Source data:

——

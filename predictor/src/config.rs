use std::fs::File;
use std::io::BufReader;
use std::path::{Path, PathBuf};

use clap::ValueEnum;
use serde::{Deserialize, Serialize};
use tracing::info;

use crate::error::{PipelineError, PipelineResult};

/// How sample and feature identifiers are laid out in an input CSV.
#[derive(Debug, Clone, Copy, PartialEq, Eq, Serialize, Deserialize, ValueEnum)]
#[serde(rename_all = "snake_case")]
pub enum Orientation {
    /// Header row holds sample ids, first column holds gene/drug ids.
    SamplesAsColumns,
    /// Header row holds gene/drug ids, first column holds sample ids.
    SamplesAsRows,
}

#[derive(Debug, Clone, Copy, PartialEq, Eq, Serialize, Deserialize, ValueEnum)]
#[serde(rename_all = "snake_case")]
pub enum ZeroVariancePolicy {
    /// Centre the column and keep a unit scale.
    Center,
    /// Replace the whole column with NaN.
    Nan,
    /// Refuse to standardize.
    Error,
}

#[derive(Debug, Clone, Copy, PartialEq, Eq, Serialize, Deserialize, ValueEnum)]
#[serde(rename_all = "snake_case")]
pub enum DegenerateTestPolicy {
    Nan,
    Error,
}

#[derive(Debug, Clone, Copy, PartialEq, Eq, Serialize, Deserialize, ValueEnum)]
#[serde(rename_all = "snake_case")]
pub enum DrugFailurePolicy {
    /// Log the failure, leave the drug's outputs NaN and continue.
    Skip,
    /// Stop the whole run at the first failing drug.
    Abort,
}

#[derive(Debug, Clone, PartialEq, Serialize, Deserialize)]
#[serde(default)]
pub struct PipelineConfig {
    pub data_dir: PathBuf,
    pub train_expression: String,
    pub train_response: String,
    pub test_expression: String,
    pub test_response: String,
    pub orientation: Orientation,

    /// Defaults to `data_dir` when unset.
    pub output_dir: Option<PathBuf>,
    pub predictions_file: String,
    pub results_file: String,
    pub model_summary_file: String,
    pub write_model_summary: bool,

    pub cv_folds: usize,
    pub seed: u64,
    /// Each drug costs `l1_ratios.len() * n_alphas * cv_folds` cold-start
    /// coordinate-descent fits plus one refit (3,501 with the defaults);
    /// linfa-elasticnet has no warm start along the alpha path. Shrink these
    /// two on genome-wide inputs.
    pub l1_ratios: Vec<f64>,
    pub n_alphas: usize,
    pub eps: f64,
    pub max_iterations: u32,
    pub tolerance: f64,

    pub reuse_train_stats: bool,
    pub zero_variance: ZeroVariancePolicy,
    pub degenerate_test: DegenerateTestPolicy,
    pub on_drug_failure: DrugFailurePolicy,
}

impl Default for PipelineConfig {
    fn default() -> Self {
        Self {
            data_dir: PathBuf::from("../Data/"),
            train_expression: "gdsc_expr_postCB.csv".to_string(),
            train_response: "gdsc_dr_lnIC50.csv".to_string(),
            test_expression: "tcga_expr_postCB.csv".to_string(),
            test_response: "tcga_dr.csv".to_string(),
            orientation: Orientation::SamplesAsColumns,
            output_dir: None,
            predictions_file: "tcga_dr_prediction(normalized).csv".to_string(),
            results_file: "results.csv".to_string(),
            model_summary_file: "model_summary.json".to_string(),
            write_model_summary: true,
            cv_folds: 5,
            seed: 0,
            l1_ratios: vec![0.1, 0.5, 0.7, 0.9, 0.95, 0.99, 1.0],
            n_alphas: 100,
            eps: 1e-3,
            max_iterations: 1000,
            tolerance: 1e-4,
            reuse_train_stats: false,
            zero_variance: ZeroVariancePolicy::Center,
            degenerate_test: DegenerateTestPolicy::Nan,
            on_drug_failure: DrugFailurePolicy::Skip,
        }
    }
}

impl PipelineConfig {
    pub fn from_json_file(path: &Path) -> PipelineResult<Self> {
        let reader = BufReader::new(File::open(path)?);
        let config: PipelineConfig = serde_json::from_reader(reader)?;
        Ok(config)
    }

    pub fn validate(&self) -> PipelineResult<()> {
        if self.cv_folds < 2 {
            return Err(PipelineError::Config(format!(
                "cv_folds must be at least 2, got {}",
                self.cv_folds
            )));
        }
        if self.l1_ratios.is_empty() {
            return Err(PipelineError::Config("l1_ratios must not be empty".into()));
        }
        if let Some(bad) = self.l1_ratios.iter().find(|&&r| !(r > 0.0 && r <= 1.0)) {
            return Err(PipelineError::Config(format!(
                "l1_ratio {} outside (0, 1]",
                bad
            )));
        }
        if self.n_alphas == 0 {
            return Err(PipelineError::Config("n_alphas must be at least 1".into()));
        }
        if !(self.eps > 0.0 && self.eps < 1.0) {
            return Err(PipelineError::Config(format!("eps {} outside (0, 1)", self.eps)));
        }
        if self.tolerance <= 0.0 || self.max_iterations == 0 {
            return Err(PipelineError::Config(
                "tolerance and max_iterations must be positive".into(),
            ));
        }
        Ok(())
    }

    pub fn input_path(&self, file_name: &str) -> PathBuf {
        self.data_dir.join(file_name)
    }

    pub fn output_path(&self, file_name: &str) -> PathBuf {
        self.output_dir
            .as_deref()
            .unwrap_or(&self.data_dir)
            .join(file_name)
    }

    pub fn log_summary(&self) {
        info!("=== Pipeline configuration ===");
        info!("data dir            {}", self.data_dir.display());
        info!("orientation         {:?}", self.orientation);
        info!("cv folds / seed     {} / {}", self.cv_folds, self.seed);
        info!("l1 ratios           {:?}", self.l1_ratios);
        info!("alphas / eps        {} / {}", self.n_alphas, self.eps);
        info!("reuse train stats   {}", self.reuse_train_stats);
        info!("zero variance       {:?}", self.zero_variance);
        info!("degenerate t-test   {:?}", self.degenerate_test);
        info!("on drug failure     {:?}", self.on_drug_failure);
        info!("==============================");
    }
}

——

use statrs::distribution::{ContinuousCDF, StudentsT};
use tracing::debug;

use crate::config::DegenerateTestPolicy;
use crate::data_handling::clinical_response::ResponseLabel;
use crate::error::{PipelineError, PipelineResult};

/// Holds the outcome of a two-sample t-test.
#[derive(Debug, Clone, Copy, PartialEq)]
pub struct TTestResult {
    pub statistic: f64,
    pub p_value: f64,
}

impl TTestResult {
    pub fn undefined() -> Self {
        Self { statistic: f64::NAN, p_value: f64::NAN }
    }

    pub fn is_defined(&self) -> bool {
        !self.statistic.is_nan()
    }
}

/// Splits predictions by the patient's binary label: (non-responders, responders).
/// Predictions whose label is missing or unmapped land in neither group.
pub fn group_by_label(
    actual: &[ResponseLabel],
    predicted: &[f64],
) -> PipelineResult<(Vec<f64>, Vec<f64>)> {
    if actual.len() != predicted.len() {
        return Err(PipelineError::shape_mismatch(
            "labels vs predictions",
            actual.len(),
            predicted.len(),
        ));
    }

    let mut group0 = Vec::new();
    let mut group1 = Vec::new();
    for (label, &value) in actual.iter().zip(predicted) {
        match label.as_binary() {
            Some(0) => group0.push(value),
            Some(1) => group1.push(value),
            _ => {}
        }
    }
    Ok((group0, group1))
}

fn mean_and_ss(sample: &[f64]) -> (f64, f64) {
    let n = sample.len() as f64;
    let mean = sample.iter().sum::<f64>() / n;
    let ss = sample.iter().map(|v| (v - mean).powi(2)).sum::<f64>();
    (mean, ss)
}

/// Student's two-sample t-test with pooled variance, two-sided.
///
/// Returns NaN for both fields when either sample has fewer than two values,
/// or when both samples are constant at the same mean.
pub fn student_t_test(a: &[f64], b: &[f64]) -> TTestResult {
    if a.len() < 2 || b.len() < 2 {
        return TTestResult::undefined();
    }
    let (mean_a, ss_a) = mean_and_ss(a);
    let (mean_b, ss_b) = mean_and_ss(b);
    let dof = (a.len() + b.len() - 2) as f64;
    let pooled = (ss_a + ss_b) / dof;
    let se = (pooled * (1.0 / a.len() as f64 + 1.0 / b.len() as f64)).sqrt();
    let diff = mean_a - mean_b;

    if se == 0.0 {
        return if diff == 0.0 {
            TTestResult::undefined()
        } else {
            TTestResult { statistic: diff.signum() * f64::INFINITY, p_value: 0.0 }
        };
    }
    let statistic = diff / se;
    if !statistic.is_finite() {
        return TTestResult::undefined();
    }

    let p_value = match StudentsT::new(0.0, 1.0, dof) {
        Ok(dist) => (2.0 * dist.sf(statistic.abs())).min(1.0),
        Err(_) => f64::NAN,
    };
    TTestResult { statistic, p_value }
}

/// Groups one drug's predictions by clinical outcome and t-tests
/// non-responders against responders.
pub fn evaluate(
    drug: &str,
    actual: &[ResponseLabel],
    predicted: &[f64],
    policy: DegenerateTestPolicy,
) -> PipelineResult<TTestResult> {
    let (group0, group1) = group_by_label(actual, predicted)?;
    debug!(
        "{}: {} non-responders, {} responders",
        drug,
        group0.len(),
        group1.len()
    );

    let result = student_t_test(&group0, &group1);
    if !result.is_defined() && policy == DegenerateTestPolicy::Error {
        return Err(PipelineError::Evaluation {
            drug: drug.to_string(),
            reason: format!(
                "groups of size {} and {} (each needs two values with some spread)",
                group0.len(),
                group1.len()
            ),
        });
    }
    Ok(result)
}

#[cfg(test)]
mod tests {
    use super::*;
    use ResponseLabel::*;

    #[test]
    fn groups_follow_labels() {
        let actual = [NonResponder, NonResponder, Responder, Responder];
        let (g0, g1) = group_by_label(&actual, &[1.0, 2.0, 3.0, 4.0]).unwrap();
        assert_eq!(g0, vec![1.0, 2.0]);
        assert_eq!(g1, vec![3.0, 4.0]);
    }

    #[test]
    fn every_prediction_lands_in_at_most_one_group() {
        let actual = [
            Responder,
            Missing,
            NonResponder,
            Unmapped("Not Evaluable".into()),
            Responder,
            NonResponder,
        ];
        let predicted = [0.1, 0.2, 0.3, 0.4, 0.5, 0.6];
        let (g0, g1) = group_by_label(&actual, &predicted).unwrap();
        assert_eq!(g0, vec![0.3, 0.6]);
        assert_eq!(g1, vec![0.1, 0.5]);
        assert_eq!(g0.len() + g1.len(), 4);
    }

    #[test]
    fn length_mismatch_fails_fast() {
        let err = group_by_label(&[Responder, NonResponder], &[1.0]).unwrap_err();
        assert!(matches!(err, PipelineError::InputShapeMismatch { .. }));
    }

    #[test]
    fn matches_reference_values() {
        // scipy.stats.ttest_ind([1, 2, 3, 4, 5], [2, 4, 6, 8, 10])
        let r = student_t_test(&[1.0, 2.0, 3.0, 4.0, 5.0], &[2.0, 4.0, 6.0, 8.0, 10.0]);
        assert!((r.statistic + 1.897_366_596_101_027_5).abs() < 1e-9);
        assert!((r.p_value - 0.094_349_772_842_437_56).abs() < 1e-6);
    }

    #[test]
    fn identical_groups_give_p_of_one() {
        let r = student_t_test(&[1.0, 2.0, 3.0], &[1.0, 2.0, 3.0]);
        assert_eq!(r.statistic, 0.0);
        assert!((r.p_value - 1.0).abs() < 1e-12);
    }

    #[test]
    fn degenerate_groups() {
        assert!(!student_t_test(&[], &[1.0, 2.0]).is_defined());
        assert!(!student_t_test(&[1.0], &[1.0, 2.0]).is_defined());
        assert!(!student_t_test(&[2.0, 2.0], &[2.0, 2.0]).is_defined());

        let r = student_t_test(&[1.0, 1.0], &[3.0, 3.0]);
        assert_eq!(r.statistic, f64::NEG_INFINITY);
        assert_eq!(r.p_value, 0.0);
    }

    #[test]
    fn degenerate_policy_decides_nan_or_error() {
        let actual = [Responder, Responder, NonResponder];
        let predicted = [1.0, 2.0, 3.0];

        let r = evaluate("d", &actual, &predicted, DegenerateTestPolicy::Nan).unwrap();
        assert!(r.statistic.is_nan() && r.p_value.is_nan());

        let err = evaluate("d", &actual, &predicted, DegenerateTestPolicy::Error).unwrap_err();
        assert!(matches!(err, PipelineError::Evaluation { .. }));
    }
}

——

# [WORK REQUEST]
From the entries, report each line that includes the word "usize".

# [ANSWER BELOW]
    pub cv_folds: usize,
    pub n_alphas: usize,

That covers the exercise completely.